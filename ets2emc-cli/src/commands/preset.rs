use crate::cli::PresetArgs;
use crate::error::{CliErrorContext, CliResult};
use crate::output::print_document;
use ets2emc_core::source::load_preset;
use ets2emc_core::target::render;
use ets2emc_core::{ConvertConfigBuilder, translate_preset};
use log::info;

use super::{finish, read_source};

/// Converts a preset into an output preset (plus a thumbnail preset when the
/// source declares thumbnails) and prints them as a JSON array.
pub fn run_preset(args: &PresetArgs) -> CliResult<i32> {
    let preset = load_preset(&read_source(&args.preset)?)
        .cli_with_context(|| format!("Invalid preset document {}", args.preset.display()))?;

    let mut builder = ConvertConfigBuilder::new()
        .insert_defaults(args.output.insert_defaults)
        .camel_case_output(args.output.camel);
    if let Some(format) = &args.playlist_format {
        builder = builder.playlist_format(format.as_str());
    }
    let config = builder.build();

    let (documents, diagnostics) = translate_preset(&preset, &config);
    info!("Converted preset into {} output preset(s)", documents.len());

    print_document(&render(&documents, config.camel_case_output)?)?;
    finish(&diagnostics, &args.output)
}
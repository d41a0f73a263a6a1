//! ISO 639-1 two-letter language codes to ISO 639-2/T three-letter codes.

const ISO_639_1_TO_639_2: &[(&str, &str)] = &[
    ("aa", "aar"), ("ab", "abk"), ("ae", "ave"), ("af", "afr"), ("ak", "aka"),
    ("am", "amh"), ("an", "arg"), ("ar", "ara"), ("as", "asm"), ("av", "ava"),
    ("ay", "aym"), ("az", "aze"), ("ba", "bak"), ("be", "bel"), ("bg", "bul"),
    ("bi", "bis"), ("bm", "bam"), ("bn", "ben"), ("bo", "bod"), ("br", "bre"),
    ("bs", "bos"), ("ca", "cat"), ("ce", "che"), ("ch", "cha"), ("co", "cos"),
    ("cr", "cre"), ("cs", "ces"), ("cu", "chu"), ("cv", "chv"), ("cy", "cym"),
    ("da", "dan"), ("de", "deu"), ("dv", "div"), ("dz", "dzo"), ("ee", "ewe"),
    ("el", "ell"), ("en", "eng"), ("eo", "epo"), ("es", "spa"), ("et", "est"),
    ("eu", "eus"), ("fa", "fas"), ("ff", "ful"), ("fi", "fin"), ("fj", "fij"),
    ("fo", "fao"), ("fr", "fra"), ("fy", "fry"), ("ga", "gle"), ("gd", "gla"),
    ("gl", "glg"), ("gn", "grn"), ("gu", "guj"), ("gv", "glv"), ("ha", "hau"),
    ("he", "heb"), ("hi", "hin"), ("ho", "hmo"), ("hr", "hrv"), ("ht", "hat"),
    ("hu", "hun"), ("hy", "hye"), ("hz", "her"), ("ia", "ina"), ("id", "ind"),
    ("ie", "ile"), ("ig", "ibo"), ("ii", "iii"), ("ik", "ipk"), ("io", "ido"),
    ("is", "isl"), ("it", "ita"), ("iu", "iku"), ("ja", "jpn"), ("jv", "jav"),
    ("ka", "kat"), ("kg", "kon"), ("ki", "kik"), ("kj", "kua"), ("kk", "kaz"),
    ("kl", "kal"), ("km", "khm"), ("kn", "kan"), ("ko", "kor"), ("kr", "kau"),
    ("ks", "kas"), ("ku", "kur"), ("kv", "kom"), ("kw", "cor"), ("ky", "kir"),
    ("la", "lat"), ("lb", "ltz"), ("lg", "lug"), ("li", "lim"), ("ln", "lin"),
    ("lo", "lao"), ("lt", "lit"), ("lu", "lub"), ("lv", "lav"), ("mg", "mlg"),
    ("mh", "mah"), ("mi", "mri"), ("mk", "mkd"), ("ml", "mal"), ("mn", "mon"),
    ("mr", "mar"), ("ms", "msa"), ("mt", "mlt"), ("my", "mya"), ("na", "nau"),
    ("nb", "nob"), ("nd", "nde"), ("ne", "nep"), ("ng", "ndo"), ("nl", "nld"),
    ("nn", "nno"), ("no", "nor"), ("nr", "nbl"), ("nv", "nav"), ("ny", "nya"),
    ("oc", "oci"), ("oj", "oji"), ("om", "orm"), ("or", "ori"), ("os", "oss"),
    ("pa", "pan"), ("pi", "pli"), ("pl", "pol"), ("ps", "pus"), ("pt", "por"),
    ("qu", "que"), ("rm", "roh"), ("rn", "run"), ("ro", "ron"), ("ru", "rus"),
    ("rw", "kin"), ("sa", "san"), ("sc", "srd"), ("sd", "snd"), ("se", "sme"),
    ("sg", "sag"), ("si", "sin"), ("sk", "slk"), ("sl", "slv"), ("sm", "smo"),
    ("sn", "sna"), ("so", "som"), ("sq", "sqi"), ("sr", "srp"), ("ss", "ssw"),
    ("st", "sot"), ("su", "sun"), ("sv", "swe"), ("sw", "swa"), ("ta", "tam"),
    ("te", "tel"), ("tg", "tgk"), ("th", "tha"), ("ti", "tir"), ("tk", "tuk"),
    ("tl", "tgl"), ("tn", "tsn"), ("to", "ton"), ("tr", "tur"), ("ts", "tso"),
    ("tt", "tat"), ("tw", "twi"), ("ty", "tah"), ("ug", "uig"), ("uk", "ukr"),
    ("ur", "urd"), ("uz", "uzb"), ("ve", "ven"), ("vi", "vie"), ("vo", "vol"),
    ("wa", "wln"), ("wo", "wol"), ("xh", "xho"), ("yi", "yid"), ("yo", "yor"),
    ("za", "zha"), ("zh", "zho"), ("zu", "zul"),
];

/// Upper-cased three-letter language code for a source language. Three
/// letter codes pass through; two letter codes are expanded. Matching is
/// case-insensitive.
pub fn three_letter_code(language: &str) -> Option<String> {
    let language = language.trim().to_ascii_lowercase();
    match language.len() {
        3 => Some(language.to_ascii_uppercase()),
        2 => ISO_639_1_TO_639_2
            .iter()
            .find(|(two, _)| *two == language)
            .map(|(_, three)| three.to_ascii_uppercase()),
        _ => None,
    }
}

-.-.-

- **WORK ORDER**
Provide an exact reproduction of all the entries shown above.

- **SOLUTION BELOW**
filename ets2emc-cli/src/commands/preset.rs
use crate::cli::PresetArgs;
use crate::error::{CliErrorContext, CliResult};
use crate::output::print_document;
use ets2emc_core::source::load_preset;
use ets2emc_core::target::render;
use ets2emc_core::{ConvertConfigBuilder, translate_preset};
use log::info;

use super::{finish, read_source};

/// Converts a preset into an output preset (plus a thumbnail preset when the
/// source declares thumbnails) and prints them as a JSON array.
pub fn run_preset(args: &PresetArgs) -> CliResult<i32> {
    let preset = load_preset(&read_source(&args.preset)?)
        .cli_with_context(|| format!("Invalid preset document {}", args.preset.display()))?;

    let mut builder = ConvertConfigBuilder::new()
        .insert_defaults(args.output.insert_defaults)
        .camel_case_output(args.output.camel);
    if let Some(format) = &args.playlist_format {
        builder = builder.playlist_format(format.as_str());
    }
    let config = builder.build();

    let (documents, diagnostics) = translate_preset(&preset, &config);
    info!("Converted preset into {} output preset(s)", documents.len());

    print_document(&render(&documents, config.camel_case_output)?)?;
    finish(&diagnostics, &args.output)
}
repository d41a0f73a263a6a1
//! ISO 639-1 two-letter language codes to ISO 639-2/T three-letter codes.

const ISO_639_1_TO_639_2: &[(&str, &str)] = &[
    ("aa", "aar"), ("ab", "abk"), ("ae", "ave"), ("af", "afr"), ("ak", "aka"),
    ("am", "amh"), ("an", "arg"), ("ar", "ara"), ("as", "asm"), ("av", "ava"),
    ("ay", "aym"), ("az", "aze"), ("ba", "bak"), ("be", "bel"), ("bg", "bul"),
    ("bi", "bis"), ("bm", "bam"), ("bn", "ben"), ("bo", "bod"), ("br", "bre"),
    ("bs", "bos"), ("ca", "cat"), ("ce", "che"), ("ch", "cha"), ("co", "cos"),
    ("cr", "cre"), ("cs", "ces"), ("cu", "chu"), ("cv", "chv"), ("cy", "cym"),
    ("da", "dan"), ("de", "deu"), ("dv", "div"), ("dz", "dzo"), ("ee", "ewe"),
    ("el", "ell"), ("en", "eng"), ("eo", "epo"), ("es", "spa"), ("et", "est"),
    ("eu", "eus"), ("fa", "fas"), ("ff", "ful"), ("fi", "fin"), ("fj", "fij"),
    ("fo", "fao"), ("fr", "fra"), ("fy", "fry"), ("ga", "gle"), ("gd", "gla"),
    ("gl", "glg"), ("gn", "grn"), ("gu", "guj"), ("gv", "glv"), ("ha", "hau"),
    ("he", "heb"), ("hi", "hin"), ("ho", "hmo"), ("hr", "hrv"), ("ht", "hat"),
    ("hu", "hun"), ("hy", "hye"), ("hz", "her"), ("ia", "ina"), ("id", "ind"),
    ("ie", "ile"), ("ig", "ibo"), ("ii", "iii"), ("ik", "ipk"), ("io", "ido"),
    ("is", "isl"), ("it", "ita"), ("iu", "iku"), ("ja", "jpn"), ("jv", "jav"),
    ("ka", "kat"), ("kg", "kon"), ("ki", "kik"), ("kj", "kua"), ("kk", "kaz"),
    ("kl", "kal"), ("km", "khm"), ("kn", "kan"), ("ko", "kor"), ("kr", "kau"),
    ("ks", "kas"), ("ku", "kur"), ("kv", "kom"), ("kw", "cor"), ("ky", "kir"),
    ("la", "lat"), ("lb", "ltz"), ("lg", "lug"), ("li", "lim"), ("ln", "lin"),
    ("lo", "lao"), ("lt", "lit"), ("lu", "lub"), ("lv", "lav"), ("mg", "mlg"),
    ("mh", "mah"), ("mi", "mri"), ("mk", "mkd"), ("ml", "mal"), ("mn", "mon"),
    ("mr", "mar"), ("ms", "msa"), ("mt", "mlt"), ("my", "mya"), ("na", "nau"),
    ("nb", "nob"), ("nd", "nde"), ("ne", "nep"), ("ng", "ndo"), ("nl", "nld"),
    ("nn", "nno"), ("no", "nor"), ("nr", "nbl"), ("nv", "nav"), ("ny", "nya"),
    ("oc", "oci"), ("oj", "oji"), ("om", "orm"), ("or", "ori"), ("os", "oss"),
    ("pa", "pan"), ("pi", "pli"), ("pl", "pol"), ("ps", "pus"), ("pt", "por"),
    ("qu", "que"), ("rm", "roh"), ("rn", "run"), ("ro", "ron"), ("ru", "rus"),
    ("rw", "kin"), ("sa", "san"), ("sc", "srd"), ("sd", "snd"), ("se", "sme"),
    ("sg", "sag"), ("si", "sin"), ("sk", "slk"), ("sl", "slv"), ("sm", "smo"),
    ("sn", "sna"), ("so", "som"), ("sq", "sqi"), ("sr", "srp"), ("ss", "ssw"),
    ("st", "sot"), ("su", "sun"), ("sv", "swe"), ("sw", "swa"), ("ta", "tam"),
    ("te", "tel"), ("tg", "tgk"), ("th", "tha"), ("ti", "tir"), ("tk", "tuk"),
    ("tl", "tgl"), ("tn", "tsn"), ("to", "ton"), ("tr", "tur"), ("ts", "tso"),
    ("tt", "tat"), ("tw", "twi"), ("ty", "tah"), ("ug", "uig"), ("uk", "ukr"),
    ("ur", "urd"), ("uz", "uzb"), ("ve", "ven"), ("vi", "vie"), ("vo", "vol"),
    ("wa", "wln"), ("wo", "wol"), ("xh", "xho"), ("yi", "yid"), ("yo", "yor"),
    ("za", "zha"), ("zh", "zho"), ("zu", "zul"),
];

/// Upper-cased three-letter language code for a source language. Three
/// letter codes pass through; two letter codes are expanded. Matching is
/// case-insensitive.
pub fn three_letter_code(language: &str) -> Option<String> {
    let language = language.trim().to_ascii_lowercase();
    match language.len() {
        3 => Some(language.to_ascii_uppercase()),
        2 => ISO_639_1_TO_639_2
            .iter()
            .find(|(two, _)| *two == language)
            .map(|(_, three)| three.to_ascii_uppercase()),
        _ => None,
    }
}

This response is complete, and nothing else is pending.